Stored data
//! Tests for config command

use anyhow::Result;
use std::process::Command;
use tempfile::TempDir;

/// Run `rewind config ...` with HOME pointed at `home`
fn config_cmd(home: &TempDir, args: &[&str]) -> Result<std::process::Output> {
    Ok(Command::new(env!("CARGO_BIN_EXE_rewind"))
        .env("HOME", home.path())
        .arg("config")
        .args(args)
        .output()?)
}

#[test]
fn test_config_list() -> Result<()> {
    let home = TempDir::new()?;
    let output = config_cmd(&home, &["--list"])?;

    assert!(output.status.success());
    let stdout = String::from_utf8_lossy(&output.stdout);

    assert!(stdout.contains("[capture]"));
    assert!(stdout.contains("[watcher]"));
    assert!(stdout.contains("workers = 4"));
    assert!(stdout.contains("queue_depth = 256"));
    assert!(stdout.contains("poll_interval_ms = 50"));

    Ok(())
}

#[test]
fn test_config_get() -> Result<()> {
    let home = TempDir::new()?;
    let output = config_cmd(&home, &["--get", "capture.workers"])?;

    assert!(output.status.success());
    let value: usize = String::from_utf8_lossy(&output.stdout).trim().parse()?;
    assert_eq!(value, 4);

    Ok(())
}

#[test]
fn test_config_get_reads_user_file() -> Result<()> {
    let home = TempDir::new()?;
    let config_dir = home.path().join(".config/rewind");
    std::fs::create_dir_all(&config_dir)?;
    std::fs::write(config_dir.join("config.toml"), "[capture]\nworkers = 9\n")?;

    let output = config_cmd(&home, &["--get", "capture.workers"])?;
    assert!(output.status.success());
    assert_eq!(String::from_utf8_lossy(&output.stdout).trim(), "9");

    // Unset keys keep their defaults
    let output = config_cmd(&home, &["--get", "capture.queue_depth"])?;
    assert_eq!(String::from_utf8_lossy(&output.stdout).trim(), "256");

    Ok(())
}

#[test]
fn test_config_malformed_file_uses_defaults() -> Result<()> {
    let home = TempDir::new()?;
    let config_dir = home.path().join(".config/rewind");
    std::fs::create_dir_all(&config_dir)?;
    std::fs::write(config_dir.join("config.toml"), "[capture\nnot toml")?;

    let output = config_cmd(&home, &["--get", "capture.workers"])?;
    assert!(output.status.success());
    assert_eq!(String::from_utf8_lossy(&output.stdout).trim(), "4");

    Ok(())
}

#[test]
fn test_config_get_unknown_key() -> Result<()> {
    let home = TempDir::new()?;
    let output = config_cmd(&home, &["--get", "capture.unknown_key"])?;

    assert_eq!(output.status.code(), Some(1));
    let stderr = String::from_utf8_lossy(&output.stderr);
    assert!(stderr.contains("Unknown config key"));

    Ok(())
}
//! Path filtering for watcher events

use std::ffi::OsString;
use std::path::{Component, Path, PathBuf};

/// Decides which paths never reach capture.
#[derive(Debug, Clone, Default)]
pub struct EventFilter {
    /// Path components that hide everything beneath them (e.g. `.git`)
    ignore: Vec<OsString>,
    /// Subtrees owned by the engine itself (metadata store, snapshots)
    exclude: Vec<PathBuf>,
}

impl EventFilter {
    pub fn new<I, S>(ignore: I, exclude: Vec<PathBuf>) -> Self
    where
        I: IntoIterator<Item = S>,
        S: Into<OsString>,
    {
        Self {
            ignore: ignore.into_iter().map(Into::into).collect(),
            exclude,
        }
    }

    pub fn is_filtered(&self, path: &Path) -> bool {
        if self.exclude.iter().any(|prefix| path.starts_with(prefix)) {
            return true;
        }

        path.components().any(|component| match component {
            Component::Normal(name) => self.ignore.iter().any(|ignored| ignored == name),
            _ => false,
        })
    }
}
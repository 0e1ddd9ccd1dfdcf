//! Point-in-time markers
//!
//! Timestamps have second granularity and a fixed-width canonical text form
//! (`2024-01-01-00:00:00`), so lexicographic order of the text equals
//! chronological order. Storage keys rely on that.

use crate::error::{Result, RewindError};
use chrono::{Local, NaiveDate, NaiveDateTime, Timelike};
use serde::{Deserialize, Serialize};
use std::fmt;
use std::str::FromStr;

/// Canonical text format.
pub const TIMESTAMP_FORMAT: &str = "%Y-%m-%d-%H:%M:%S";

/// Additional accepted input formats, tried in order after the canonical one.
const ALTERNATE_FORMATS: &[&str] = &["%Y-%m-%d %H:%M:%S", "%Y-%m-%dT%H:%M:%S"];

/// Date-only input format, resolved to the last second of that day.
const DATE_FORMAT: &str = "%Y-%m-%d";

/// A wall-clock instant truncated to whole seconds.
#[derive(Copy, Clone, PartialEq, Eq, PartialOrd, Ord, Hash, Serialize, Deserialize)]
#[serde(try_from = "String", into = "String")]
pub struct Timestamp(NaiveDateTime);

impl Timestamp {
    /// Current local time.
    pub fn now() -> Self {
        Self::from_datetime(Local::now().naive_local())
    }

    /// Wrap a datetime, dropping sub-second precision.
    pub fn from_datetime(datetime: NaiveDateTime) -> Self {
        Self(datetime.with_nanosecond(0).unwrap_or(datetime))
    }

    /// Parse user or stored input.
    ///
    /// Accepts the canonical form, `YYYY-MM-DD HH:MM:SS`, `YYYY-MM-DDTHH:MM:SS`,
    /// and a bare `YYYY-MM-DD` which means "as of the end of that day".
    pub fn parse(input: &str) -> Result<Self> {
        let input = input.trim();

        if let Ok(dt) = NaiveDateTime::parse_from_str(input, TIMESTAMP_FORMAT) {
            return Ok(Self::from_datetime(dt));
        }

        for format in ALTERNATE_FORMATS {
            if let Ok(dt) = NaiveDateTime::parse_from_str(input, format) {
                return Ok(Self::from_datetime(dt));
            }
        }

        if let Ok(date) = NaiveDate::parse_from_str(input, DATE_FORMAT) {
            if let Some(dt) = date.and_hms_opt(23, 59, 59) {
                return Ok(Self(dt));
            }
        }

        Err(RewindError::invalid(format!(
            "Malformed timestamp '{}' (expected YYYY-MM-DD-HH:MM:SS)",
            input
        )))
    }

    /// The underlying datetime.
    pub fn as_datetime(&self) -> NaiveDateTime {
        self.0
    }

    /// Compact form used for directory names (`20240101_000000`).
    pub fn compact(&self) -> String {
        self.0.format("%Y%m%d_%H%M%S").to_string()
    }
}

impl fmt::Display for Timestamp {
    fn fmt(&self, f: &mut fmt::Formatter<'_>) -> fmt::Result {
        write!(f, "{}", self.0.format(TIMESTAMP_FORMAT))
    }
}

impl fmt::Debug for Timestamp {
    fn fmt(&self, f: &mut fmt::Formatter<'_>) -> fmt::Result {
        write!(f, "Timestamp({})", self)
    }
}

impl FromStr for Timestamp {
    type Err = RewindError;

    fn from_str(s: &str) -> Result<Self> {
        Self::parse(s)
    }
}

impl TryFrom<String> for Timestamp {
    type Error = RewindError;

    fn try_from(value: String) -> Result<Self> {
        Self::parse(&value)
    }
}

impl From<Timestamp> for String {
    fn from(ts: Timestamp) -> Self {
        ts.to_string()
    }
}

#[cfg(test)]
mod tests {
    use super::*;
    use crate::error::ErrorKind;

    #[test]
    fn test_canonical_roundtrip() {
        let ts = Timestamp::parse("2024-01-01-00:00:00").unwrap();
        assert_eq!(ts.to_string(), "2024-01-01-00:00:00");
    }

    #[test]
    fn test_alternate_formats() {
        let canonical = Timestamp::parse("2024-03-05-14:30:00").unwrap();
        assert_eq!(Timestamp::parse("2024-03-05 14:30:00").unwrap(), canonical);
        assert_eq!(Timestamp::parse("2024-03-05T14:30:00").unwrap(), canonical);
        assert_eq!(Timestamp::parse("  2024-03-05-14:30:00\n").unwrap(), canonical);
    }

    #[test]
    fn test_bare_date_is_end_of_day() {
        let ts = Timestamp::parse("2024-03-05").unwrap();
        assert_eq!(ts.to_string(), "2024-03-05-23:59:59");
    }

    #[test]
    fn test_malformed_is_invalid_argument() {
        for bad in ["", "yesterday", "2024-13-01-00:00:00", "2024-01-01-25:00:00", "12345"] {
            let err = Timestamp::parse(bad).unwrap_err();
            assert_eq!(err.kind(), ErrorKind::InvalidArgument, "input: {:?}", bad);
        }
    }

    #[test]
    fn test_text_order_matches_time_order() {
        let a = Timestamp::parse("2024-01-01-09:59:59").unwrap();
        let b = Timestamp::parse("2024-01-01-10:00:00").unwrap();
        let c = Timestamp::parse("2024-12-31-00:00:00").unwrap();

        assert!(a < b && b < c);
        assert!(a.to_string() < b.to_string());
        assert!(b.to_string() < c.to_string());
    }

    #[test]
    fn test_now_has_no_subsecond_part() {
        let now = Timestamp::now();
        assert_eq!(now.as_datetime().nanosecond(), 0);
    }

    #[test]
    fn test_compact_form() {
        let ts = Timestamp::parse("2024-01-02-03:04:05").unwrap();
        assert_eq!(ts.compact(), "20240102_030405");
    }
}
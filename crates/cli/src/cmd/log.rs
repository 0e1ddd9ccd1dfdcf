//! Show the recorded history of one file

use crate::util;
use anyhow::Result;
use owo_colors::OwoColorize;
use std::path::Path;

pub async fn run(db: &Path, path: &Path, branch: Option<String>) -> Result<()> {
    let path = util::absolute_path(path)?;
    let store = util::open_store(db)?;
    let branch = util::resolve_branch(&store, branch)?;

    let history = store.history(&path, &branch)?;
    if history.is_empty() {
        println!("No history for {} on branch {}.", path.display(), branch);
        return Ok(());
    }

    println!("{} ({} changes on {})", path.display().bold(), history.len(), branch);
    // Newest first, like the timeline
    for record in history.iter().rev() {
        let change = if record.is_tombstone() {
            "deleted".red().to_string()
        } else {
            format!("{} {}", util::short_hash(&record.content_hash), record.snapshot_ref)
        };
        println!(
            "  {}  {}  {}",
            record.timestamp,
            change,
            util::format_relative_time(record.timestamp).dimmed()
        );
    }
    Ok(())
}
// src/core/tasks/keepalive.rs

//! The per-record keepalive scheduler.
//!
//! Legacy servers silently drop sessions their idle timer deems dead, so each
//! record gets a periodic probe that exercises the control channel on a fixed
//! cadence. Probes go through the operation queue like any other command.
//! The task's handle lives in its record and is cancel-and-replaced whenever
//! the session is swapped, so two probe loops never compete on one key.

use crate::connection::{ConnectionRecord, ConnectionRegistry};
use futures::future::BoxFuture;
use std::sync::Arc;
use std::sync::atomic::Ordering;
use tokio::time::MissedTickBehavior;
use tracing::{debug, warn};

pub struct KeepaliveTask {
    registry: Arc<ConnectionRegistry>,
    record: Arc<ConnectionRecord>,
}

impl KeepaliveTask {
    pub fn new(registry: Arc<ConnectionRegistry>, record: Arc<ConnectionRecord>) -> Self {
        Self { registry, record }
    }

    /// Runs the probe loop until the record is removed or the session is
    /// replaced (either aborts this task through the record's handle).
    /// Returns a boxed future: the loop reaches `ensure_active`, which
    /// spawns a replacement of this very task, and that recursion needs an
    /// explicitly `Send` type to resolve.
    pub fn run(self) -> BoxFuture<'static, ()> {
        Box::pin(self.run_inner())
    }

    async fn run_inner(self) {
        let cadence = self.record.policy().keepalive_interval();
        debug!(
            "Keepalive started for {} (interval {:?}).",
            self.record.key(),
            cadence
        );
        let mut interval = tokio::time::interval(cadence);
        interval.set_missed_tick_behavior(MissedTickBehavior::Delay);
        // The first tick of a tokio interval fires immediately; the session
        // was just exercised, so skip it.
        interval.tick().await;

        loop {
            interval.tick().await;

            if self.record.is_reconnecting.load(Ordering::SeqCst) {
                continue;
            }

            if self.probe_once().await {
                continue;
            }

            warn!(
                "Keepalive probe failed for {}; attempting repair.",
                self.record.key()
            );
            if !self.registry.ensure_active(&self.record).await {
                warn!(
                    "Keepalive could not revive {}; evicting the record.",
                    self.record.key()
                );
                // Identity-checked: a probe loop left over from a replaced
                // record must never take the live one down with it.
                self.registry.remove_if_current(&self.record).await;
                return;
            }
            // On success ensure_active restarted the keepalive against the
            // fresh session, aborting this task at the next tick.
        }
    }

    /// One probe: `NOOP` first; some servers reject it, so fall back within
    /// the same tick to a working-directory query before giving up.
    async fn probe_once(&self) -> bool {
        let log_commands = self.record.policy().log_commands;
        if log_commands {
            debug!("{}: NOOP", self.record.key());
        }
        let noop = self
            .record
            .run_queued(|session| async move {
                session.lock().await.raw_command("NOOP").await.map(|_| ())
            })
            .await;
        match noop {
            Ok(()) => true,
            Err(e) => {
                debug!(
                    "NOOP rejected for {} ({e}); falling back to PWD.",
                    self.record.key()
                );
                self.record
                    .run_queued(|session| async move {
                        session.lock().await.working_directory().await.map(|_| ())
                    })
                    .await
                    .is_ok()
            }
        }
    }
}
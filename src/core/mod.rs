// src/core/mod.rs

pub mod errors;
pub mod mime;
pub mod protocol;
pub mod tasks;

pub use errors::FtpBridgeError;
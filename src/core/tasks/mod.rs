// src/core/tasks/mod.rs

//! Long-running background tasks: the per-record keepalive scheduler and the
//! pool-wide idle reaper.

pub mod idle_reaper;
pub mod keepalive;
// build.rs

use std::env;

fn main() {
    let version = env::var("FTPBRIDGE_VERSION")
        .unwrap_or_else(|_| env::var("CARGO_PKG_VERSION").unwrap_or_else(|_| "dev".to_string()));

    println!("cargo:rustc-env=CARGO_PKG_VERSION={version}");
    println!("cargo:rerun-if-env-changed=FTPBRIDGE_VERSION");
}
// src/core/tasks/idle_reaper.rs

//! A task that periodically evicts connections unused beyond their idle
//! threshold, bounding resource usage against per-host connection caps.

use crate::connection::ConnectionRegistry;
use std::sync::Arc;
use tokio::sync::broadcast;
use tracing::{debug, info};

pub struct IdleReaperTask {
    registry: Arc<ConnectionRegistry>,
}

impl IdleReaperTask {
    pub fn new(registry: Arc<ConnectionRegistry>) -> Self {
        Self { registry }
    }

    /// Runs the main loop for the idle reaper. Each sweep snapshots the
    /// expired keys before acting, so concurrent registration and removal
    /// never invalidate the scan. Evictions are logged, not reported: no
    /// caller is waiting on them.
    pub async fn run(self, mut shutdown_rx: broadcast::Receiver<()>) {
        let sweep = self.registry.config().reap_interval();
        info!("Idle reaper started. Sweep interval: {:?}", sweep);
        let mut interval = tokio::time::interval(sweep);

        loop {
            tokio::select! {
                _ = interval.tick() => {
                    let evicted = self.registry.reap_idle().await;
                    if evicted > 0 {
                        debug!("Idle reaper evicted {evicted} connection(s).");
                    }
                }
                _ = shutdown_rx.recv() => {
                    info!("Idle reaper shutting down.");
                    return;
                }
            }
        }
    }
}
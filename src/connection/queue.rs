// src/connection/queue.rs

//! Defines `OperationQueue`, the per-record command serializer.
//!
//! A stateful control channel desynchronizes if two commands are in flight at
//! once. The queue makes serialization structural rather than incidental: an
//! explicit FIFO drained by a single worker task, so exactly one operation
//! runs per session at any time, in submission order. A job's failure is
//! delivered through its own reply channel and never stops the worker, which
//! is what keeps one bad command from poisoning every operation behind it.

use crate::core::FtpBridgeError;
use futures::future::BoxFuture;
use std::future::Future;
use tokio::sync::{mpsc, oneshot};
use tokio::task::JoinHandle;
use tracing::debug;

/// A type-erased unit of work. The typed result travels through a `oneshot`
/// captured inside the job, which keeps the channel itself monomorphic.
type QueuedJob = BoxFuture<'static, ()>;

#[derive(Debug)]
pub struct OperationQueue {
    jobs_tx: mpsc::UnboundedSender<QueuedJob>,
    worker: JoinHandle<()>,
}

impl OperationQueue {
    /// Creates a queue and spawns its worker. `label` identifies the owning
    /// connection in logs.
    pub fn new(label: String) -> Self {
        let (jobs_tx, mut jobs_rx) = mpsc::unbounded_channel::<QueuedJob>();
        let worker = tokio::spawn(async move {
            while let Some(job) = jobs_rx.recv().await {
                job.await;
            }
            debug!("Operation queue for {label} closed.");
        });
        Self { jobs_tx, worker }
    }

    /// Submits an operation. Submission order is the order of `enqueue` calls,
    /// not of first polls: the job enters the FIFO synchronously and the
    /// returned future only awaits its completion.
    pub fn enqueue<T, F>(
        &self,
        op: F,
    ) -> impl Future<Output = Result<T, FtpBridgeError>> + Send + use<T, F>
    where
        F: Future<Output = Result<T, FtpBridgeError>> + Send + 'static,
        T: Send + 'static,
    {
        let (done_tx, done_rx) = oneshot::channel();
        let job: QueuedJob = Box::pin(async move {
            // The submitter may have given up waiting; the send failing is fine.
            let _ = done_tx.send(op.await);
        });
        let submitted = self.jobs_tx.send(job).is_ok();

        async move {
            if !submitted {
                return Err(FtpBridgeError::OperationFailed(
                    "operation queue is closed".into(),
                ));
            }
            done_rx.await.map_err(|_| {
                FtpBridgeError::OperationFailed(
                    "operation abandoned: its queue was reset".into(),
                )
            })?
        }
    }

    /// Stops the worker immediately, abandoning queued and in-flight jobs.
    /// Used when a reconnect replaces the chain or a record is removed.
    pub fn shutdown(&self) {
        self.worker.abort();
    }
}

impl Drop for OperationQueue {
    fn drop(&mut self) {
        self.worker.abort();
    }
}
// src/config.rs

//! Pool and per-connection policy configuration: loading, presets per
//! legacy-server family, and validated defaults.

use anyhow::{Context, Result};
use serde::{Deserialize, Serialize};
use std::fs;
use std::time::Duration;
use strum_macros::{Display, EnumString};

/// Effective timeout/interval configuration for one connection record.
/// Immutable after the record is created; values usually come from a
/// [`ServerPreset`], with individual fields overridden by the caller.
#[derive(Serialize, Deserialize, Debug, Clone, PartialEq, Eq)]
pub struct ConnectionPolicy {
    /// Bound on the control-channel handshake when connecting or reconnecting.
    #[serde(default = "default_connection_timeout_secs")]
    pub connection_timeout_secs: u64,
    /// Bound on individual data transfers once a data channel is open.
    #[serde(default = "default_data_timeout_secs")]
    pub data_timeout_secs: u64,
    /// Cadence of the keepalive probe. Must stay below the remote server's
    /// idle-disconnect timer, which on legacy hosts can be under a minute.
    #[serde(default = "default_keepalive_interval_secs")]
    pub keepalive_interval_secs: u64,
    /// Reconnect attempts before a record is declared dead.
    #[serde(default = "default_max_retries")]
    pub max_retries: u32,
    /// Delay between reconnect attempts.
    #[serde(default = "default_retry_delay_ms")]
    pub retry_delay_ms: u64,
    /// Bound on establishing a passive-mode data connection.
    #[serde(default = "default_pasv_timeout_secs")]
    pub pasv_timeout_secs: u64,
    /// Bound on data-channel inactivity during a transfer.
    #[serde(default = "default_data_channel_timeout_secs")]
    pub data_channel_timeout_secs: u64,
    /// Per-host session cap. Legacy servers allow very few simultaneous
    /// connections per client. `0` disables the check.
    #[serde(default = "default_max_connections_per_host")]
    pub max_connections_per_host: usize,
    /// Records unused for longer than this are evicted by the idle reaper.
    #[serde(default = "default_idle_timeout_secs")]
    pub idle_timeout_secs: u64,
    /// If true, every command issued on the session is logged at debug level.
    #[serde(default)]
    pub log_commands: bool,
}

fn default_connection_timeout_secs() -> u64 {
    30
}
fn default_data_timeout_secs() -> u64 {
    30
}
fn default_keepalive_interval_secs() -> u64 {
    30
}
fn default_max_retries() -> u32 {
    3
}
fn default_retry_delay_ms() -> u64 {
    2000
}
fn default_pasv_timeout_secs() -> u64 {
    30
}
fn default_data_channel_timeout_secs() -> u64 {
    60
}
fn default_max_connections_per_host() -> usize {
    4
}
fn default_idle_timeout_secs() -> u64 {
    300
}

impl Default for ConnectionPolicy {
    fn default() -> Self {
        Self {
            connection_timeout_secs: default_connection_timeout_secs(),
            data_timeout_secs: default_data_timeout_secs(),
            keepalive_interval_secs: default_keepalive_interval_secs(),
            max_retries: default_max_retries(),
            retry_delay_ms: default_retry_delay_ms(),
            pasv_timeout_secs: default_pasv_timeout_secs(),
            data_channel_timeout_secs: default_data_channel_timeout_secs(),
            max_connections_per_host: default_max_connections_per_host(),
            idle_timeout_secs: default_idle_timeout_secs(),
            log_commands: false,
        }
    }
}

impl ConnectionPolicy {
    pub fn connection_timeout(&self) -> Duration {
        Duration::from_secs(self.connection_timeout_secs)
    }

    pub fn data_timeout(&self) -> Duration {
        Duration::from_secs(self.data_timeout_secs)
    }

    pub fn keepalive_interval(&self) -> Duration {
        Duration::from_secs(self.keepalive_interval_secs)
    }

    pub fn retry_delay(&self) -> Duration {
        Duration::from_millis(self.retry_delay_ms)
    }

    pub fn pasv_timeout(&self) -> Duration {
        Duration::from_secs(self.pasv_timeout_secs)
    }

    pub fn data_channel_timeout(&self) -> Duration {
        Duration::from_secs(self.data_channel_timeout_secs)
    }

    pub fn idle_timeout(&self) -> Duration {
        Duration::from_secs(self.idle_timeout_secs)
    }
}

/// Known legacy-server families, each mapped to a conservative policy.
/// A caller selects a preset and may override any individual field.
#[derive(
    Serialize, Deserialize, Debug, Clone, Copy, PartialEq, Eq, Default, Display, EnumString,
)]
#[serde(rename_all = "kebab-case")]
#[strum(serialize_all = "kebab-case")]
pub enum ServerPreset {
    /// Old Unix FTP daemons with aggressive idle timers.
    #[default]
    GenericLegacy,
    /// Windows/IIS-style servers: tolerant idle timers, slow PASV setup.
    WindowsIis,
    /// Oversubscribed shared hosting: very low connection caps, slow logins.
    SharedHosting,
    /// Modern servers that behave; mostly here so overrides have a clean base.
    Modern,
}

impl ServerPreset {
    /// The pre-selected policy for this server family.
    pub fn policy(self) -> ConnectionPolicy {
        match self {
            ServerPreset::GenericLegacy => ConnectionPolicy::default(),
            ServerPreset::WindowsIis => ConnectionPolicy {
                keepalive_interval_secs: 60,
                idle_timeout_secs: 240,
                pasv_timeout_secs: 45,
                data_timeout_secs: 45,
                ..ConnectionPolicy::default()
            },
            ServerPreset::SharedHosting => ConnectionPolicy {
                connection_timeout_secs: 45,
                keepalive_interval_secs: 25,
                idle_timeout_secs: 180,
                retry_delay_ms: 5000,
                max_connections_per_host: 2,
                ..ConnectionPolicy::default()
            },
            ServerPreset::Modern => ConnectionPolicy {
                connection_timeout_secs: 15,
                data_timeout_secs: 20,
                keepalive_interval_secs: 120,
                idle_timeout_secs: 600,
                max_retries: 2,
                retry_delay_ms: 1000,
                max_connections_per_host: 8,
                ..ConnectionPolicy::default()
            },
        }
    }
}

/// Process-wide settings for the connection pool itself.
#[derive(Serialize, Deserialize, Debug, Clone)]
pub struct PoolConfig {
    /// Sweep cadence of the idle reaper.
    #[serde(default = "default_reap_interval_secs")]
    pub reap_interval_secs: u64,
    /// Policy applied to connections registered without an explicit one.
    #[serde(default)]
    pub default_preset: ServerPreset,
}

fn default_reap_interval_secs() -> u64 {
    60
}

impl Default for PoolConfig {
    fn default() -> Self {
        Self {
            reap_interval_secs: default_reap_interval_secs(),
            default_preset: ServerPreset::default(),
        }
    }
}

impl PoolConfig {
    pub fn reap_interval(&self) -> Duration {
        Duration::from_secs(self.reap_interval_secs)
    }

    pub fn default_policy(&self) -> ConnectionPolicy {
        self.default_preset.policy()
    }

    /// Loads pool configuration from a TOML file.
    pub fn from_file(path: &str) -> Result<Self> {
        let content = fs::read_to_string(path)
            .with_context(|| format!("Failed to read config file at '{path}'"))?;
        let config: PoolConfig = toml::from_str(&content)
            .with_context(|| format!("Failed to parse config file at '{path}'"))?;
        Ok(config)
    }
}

INSTRUCTIONS TO FOLLOW: Above are the records; copy exactly the lines from the line with "of one file" through the line with "on one key.", both included.

EXPECTED ANSWER:
//! Show the recorded history of one file

use crate::util;
use anyhow::Result;
use owo_colors::OwoColorize;
use std::path::Path;

pub async fn run(db: &Path, path: &Path, branch: Option<String>) -> Result<()> {
    let path = util::absolute_path(path)?;
    let store = util::open_store(db)?;
    let branch = util::resolve_branch(&store, branch)?;

    let history = store.history(&path, &branch)?;
    if history.is_empty() {
        println!("No history for {} on branch {}.", path.display(), branch);
        return Ok(());
    }

    println!("{} ({} changes on {})", path.display().bold(), history.len(), branch);
    // Newest first, like the timeline
    for record in history.iter().rev() {
        let change = if record.is_tombstone() {
            "deleted".red().to_string()
        } else {
            format!("{} {}", util::short_hash(&record.content_hash), record.snapshot_ref)
        };
        println!(
            "  {}  {}  {}",
            record.timestamp,
            change,
            util::format_relative_time(record.timestamp).dimmed()
        );
    }
    Ok(())
}
// src/core/tasks/keepalive.rs

//! The per-record keepalive scheduler.
//!
//! Legacy servers silently drop sessions their idle timer deems dead, so each
//! record gets a periodic probe that exercises the control channel on a fixed
//! cadence. Probes go through the operation queue like any other command.
//! The task's handle lives in its record and is cancel-and-replaced whenever
//! the session is swapped, so two probe loops never compete on one key.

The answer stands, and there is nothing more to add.